** YOUR GOAL **
All lines from the entries below that contain the string "ideas" should be copied out.

** TASK INPUT **
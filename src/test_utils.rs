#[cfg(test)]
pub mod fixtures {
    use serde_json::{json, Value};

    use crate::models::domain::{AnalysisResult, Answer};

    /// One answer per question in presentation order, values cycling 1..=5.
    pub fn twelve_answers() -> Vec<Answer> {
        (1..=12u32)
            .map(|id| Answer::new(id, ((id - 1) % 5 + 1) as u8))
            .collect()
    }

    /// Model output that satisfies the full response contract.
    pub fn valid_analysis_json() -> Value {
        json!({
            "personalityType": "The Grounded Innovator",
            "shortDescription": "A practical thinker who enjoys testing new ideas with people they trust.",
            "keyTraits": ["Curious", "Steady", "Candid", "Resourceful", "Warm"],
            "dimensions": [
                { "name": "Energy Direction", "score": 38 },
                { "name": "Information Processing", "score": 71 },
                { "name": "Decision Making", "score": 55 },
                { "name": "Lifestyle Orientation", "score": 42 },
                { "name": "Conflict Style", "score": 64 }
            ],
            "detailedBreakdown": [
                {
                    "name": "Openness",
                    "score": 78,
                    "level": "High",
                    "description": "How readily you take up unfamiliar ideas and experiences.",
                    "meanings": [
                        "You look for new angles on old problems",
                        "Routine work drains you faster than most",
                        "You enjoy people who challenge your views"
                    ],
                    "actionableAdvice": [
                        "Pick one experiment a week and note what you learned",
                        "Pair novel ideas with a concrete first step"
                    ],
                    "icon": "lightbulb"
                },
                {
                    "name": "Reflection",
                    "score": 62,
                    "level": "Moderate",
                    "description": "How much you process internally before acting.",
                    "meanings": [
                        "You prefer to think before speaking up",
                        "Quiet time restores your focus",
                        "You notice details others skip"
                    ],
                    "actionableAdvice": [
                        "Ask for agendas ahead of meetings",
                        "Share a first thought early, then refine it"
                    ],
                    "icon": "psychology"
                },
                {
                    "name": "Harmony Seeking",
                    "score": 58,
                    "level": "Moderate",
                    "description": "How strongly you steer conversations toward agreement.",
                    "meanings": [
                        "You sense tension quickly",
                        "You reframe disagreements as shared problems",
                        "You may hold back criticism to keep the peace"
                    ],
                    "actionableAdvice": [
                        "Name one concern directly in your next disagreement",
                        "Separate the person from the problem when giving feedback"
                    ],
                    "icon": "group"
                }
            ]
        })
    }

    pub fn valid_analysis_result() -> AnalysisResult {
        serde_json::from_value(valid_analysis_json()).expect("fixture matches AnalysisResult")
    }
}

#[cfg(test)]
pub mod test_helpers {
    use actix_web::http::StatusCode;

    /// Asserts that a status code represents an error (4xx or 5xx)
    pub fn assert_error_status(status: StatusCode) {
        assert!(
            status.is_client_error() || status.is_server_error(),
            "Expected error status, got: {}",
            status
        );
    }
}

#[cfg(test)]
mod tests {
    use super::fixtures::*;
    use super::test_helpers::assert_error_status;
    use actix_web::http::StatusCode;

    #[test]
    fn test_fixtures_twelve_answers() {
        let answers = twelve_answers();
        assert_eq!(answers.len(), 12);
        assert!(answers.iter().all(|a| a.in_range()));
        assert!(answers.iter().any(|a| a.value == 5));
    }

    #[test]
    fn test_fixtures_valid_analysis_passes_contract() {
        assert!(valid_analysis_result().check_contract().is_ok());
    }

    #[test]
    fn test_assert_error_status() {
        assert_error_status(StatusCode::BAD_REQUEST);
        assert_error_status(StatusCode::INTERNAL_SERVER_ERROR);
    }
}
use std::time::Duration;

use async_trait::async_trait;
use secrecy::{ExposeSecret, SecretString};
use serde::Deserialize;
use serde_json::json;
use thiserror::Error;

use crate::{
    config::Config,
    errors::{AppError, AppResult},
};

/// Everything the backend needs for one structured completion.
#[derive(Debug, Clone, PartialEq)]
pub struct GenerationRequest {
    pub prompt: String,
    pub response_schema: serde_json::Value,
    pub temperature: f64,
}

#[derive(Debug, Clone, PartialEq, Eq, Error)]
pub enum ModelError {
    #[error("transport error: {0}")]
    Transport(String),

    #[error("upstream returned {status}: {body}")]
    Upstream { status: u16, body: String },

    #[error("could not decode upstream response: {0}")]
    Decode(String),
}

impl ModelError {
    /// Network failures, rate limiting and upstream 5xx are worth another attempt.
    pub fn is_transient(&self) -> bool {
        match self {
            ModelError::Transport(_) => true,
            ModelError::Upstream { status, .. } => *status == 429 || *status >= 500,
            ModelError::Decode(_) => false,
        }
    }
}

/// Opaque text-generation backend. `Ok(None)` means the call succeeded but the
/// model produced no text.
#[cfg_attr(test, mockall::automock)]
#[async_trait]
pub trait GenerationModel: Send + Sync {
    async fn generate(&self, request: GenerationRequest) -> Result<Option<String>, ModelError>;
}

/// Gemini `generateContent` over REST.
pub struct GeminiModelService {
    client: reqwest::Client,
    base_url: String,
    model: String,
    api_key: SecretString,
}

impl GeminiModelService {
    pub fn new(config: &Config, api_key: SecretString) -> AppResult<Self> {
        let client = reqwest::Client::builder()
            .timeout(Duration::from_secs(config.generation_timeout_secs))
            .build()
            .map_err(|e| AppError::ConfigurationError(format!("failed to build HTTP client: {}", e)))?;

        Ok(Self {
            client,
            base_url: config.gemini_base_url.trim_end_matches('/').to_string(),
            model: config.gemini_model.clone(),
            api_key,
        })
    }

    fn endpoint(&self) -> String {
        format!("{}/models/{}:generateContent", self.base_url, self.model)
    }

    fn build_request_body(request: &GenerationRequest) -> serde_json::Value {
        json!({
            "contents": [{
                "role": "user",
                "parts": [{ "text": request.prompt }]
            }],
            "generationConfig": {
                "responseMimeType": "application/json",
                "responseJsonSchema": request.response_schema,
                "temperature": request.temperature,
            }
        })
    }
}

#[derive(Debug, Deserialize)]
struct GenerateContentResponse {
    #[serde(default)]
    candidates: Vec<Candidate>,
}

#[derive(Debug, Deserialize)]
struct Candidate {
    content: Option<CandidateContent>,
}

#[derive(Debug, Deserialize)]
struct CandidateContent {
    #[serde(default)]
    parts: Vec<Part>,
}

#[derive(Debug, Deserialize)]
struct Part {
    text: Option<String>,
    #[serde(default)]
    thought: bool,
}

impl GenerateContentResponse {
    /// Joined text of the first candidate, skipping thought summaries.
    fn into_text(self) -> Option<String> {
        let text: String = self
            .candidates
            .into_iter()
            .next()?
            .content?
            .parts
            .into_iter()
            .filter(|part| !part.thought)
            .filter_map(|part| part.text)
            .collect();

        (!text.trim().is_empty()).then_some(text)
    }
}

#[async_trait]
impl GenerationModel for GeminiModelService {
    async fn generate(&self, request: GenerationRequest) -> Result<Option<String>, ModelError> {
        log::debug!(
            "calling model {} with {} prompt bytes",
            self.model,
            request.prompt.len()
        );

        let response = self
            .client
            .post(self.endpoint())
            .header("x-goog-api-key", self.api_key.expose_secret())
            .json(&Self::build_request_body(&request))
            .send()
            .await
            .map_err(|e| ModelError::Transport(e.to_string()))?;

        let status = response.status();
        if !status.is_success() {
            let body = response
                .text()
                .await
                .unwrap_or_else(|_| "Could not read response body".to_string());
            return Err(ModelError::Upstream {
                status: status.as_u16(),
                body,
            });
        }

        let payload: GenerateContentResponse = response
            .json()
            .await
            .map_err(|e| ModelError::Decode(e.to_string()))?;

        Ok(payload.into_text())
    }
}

---

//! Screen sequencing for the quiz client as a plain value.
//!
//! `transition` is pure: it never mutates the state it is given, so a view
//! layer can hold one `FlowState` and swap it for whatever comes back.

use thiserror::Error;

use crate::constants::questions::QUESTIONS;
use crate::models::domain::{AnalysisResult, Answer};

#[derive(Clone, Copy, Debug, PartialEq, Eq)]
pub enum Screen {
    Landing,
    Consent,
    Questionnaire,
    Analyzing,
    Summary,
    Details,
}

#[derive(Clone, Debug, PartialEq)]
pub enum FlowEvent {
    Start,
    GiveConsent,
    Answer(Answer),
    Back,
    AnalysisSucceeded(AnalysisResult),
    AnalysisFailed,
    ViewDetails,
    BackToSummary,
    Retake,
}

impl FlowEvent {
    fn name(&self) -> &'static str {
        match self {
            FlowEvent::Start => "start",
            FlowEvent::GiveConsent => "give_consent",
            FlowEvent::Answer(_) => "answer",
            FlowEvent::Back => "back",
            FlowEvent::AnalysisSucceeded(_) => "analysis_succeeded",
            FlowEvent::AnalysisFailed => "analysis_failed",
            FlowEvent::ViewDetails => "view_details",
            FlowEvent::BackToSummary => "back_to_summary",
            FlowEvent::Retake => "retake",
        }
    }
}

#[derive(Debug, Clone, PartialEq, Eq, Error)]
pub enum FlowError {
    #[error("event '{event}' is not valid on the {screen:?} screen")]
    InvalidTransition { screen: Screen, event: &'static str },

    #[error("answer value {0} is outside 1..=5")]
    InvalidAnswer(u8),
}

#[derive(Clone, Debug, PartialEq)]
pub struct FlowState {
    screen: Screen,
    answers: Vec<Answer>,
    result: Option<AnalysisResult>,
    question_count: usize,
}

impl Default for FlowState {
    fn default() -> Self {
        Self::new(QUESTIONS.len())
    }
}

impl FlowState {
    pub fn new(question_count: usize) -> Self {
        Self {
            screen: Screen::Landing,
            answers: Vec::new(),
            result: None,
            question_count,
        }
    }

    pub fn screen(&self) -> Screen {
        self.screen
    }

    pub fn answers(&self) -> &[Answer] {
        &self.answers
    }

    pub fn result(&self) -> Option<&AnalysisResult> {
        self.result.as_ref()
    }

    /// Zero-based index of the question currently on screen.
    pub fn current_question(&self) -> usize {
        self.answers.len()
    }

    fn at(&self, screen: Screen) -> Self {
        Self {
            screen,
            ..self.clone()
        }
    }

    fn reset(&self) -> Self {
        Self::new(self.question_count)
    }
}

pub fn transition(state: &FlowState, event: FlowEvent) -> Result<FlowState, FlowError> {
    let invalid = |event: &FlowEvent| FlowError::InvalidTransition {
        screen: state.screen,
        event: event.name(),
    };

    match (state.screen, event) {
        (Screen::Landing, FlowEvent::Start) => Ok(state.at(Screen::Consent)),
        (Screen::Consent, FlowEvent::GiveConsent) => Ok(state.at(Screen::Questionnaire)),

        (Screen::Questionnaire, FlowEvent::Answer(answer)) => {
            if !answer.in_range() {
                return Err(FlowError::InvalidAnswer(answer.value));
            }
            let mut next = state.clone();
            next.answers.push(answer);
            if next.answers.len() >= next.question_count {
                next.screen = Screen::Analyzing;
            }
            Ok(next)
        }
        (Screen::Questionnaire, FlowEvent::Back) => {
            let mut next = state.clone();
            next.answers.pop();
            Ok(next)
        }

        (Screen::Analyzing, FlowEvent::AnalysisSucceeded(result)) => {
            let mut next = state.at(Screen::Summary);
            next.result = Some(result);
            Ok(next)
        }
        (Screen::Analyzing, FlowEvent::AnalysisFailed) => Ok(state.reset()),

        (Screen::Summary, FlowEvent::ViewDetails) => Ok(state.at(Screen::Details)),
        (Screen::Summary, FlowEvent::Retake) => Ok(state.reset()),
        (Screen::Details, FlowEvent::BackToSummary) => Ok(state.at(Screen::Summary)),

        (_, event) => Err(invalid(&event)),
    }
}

--

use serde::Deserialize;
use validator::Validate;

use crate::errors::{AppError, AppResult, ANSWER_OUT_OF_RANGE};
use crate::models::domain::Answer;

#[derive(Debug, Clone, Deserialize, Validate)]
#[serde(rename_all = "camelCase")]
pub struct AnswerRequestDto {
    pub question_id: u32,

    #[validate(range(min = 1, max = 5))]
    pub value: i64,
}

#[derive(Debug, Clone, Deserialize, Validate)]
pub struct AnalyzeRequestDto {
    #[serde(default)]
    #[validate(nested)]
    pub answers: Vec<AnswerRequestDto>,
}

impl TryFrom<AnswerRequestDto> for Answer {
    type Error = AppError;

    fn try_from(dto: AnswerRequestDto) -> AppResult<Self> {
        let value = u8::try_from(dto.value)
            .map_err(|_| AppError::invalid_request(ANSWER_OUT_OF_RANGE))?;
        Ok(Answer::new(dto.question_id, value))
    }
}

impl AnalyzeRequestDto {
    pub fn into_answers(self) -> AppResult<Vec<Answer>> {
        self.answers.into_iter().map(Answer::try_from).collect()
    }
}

** WRITTEN ANSWER **
            "shortDescription": "A practical thinker who enjoys testing new ideas with people they trust.",
                    "description": "How readily you take up unfamiliar ideas and experiences.",
                        "Pair novel ideas with a concrete first step"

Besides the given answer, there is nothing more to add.